Et c’était magnifique, Cissy. Je te le jure. C’était un arc-en-ciel de couleurs. Ils détruisaient la Salle Commune de Salazar Serpentard, mais c’était splendide et à peine croyable. Je ne connaissais pas la moitié de leurs sortilèges mais quand je me mêlais à eux, je compris qu’ils ne connaissaient pas la moitié des miens non plus.
Je n’ai jamais autant pris plaisir à expliquer ce que je savais. Je n’ai jamais appris des maléfices avec autant d’aisance non plus. J’ai passé une soirée passionnante avec eux. Ils veulent tous œuvrer pour la cause. Ils veulent tous finir leur septième année, et mettre leurs capacités exceptionnelles au service du Seigneur des Ténèbres pour qu’il les guide. Je veux devenir, tout comme eux, un héros pour la sorcellerie.

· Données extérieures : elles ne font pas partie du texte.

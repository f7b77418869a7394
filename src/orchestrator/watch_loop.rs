//! 后台监视循环 - 编排层
//!
//! ## 职责
//!
//! 唯一持有当前批次的地方，所有文件操作都在这一个任务里顺序完成。
//!
//! ## 每一轮
//!
//! 1. **扫描**：列出输入目录（按文件名排序），逐个分类
//! 2. **页面**：序号中断时先输出当前批次，再探测、读入、删除源文件、追加
//! 3. **外来文件**：探测后移入隔离目录
//! 4. **等待**：新文件通知 / 空闲超时 / 停止请求，三者择一；
//!    超时且有待输出页面时输出（空闲超时输出）
//! 5. **停止**：输出剩余页面，再尽力删除输入目录中所有可用文件，然后退出

use std::path::{Path, PathBuf};
use std::sync::Arc;
use std::time::Duration;

use tokio::fs;
use tokio::sync::{watch, Notify};
use tracing::{debug, error, info, warn};

use crate::config::Config;
use crate::error::{AppError, AppResult};
use crate::infrastructure::{FileProbe, PageLayout, Renderer};
use crate::models::{PageImage, PendingFile};
use crate::services::{
    ArtifactWriter, Classification, Classifier, FlushFailure, QuarantineMover, QuarantineOutcome,
};
use crate::utils::logging;
use crate::workflow::{CurrentBatch, PageLedger};

/// 输出触发原因
#[derive(Debug, Clone, Copy, PartialEq, Eq)]
pub enum FlushReason {
    /// 序号不连续
    SequenceBreak,
    /// 等待窗口内没有新文件
    IdleTimeout,
    /// 服务停止
    Shutdown,
}

impl FlushReason {
    pub fn label(self) -> &'static str {
        match self {
            FlushReason::SequenceBreak => "序号中断",
            FlushReason::IdleTimeout => "空闲超时",
            FlushReason::Shutdown => "服务停止",
        }
    }
}

/// 等待结束的原因
#[derive(Debug, Clone, Copy, PartialEq, Eq)]
enum Wake {
    Signaled,
    TimedOut,
    Shutdown,
}

/// 运行统计
#[derive(Debug, Default, Clone)]
pub struct LoopStats {
    pub pages_accepted: usize,
    pub artifacts: Vec<PathBuf>,
    pub quarantined: usize,
    pub duplicates_discarded: usize,
    pub deferred: usize,
    pub render_failures: usize,
    pub drained: usize,
}

/// 后台监视循环
pub struct WatchLoop {
    input_dir: PathBuf,
    idle_timeout: Duration,
    classifier: Classifier,
    probe: FileProbe,
    quarantine: QuarantineMover,
    writer: ArtifactWriter,
    batch: CurrentBatch,
    ledger: PageLedger,
    stats: LoopStats,
}

impl WatchLoop {
    /// 创建循环，目录需已存在
    pub fn new(config: &Config, renderer: Arc<dyn Renderer>) -> AppResult<Self> {
        let writer = ArtifactWriter::new(
            &config.output_dir,
            renderer,
            PageLayout::a4(config.page_scale),
        )?;

        Ok(Self {
            input_dir: config.input_dir.clone(),
            idle_timeout: config.idle_timeout(),
            classifier: Classifier::new(&config.page_prefix),
            probe: FileProbe::from_config(config),
            quarantine: QuarantineMover::new(&config.holding_dir),
            writer,
            batch: CurrentBatch::new(),
            ledger: PageLedger::new(),
            stats: LoopStats::default(),
        })
    }

    /// 运行直到收到停止请求，返回最终统计
    pub async fn run(
        mut self,
        wake: Arc<Notify>,
        mut shutdown: watch::Receiver<bool>,
    ) -> LoopStats {
        info!("🔄 后台循环启动: {}", self.input_dir.display());

        loop {
            if let Err(e) = self.scan_pass().await {
                warn!("⚠️ 扫描输入目录失败: {}", e);
            }

            let woke = self.wait(&wake, &mut shutdown).await;
            if woke == Wake::TimedOut && self.batch.is_flush_pending() {
                self.flush(FlushReason::IdleTimeout).await;
            }

            let cancelled = woke == Wake::Shutdown || *shutdown.borrow();
            if cancelled {
                self.drain().await;
                break;
            }
        }

        info!("⏹️ 后台循环结束");
        self.stats
    }

    /// 扫描一轮输入目录
    pub async fn scan_pass(&mut self) -> AppResult<()> {
        let files = list_input(&self.input_dir).await?;
        debug!("本轮发现 {} 个文件", files.len());

        for file in files {
            match self.classifier.classify(&file.file_name) {
                Classification::SequencedPage { ordinal } => self.accept_page(file, ordinal).await,
                Classification::Foreign => self.quarantine_file(file).await,
            }
        }
        Ok(())
    }

    /// 输出当前批次
    ///
    /// # 返回
    /// 生成的文档路径；没有待输出页面或输出失败时返回 None
    pub async fn flush(&mut self, reason: FlushReason) -> Option<PathBuf> {
        let pages = self.batch.take()?;
        let page_count = pages.len();

        match self.writer.write(pages).await {
            Ok(path) => {
                logging::log_flush(reason.label(), &path, page_count);
                self.ledger.close_batch(Some(&path));
                self.stats.artifacts.push(path.clone());
                Some(path)
            }
            Err(FlushFailure { error, pages }) => {
                error!("❌ [{}] 文档输出失败: {}", reason.label(), error);
                self.stats.render_failures += 1;
                self.ledger.close_batch(None);
                self.stash_pages(&pages).await;
                None
            }
        }
    }

    /// 停止前的收尾：输出剩余页面，再清空输入目录中可用的文件
    pub async fn drain(&mut self) {
        if self.batch.is_flush_pending() {
            self.flush(FlushReason::Shutdown).await;
        }

        let files = match list_input(&self.input_dir).await {
            Ok(files) => files,
            Err(e) => {
                warn!("⚠️ 清理时无法读取输入目录: {}", e);
                return;
            }
        };

        for file in files {
            if !self.probe.try_acquire(file.path()).await {
                warn!("⏳ 清理时文件仍被占用，保留: {}", file);
                continue;
            }
            match fs::remove_file(file.path()).await {
                Ok(()) => {
                    debug!("已清理: {}", file);
                    self.stats.drained += 1;
                }
                Err(e) => warn!("⚠️ 清理文件失败 {}: {}", file, e),
            }
        }
    }

    pub fn batch(&self) -> &CurrentBatch {
        &self.batch
    }

    pub fn ledger(&self) -> &PageLedger {
        &self.ledger
    }

    pub fn stats(&self) -> &LoopStats {
        &self.stats
    }

    async fn wait(&self, wake: &Notify, shutdown: &mut watch::Receiver<bool>) -> Wake {
        tokio::select! {
            _ = wake.notified() => Wake::Signaled,
            // 发送端被丢弃同样视为停止
            _ = shutdown.changed() => Wake::Shutdown,
            _ = tokio::time::sleep(self.idle_timeout) => Wake::TimedOut,
        }
    }

    async fn accept_page(&mut self, file: PendingFile, ordinal: u32) {
        if self.batch.breaks_sequence(ordinal) {
            info!(
                "✂️ 序号不连续: 上一页 {:?}, 当前 {} ({})",
                self.batch.last_ordinal(),
                ordinal,
                file
            );
            self.flush(FlushReason::SequenceBreak).await;
        }

        if !self.probe.try_acquire(file.path()).await {
            debug!("页面暂不可用，留待下一轮: {}", file);
            self.stats.deferred += 1;
            return;
        }

        match consume(&file).await {
            Ok(data) => {
                self.ledger.record(&file.file_name, ordinal);
                self.batch.push(PageImage::new(file.file_name.clone(), ordinal, data));
                self.stats.pages_accepted += 1;
                debug!("🖼️ 接收页面 {} (当前批次 {} 页)", file, self.batch.len());
            }
            // 列出后被生产者撤回
            Err(e) if e.is_not_found() => debug!("页面已消失: {}", file),
            Err(e) => warn!("⚠️ 读取页面失败 {}: {}", file, e),
        }
    }

    async fn quarantine_file(&mut self, file: PendingFile) {
        match self.quarantine.quarantine(&file, &self.probe).await {
            Ok(QuarantineOutcome::Moved(_)) => self.stats.quarantined += 1,
            Ok(QuarantineOutcome::DuplicateDiscarded) => self.stats.duplicates_discarded += 1,
            Ok(QuarantineOutcome::Deferred) => self.stats.deferred += 1,
            Err(e) => warn!("⚠️ 隔离文件失败 {}: {}", file, e),
        }
    }

    /// 渲染失败时把页面原样放进隔离目录，避免丢失
    async fn stash_pages(&self, pages: &[PageImage]) {
        for page in pages {
            match self.quarantine.stash(&page.file_name, &page.data).await {
                Ok(QuarantineOutcome::Moved(dest)) => {
                    warn!("🗃️ 页面已转存: {}", dest.display())
                }
                Ok(_) => warn!("🗑️ 隔离目录已有同名页面，丢弃: {}", page.file_name),
                Err(e) => error!("❌ 页面转存失败 {}: {}", page.file_name, e),
            }
        }
    }
}

/// 读入页面内容并从输入目录删除源文件
///
/// 删除失败时不接收该页，下一轮重试
async fn consume(file: &PendingFile) -> AppResult<Vec<u8>> {
    let data = fs::read(file.path())
        .await
        .map_err(|e| AppError::file("读取", file.path(), e))?;
    fs::remove_file(file.path())
        .await
        .map_err(|e| AppError::file("删除", file.path(), e))?;
    Ok(data)
}

/// 列出输入目录中的文件，按文件名排序
async fn list_input(dir: &Path) -> AppResult<Vec<PendingFile>> {
    let mut entries = fs::read_dir(dir)
        .await
        .map_err(|e| AppError::file("读取目录", dir, e))?;

    let mut files = Vec::new();
    while let Some(entry) = entries
        .next_entry()
        .await
        .map_err(|e| AppError::file("读取目录", dir, e))?
    {
        let is_file = entry.file_type().await.map(|t| t.is_file()).unwrap_or(false);
        if !is_file {
            continue;
        }
        match PendingFile::from_path(entry.path()) {
            Some(file) => files.push(file),
            None => warn!("⚠️ 忽略无法识别的文件名: {}", entry.path().display()),
        }
    }

    files.sort_by(|a, b| a.file_name.cmp(&b.file_name));
    Ok(files)
}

Nous sommes forts, Cissy. Cesse de t’inquiéter pour moi. Je ne suis plus effrayé par la tâche à accomplir. Sirius a sali la Maison des Black, mais je lui rendrai son éclat. Je te l’ai dit : nous sommes des étoiles dans la noirceur de la nuit, libre à nous de briller. Sirius et Andromeda ont déserté, ils se sont mélangés au vulgaire de la foule, tant pis pour eux. Je suis Regulus Arcturus Black, je porte le nom de deux étoiles. Bellatrix porte aussi le nom d’une étoile. Et l’enfant que tu réussiras à mettre au monde aura aussi le droit d’incarner une étoile. Toi, Cissy, tu es notre fleur, celle que nous nous efforçons de maintenir à la lumière en brillant pour elle. Tu es notre dame, nous sommes tes héros.
Tu es une fleur, Cissy, mais les fleurs ont des épines et renaissent chaque année. Elles sont immortelles, au contraire des héros qui donnent leur courte vie en échange d’une gloire éternelle. Toi, tu auras tout : la vie, la force, l’endurance, l’audace et même l’enfant que tu désires.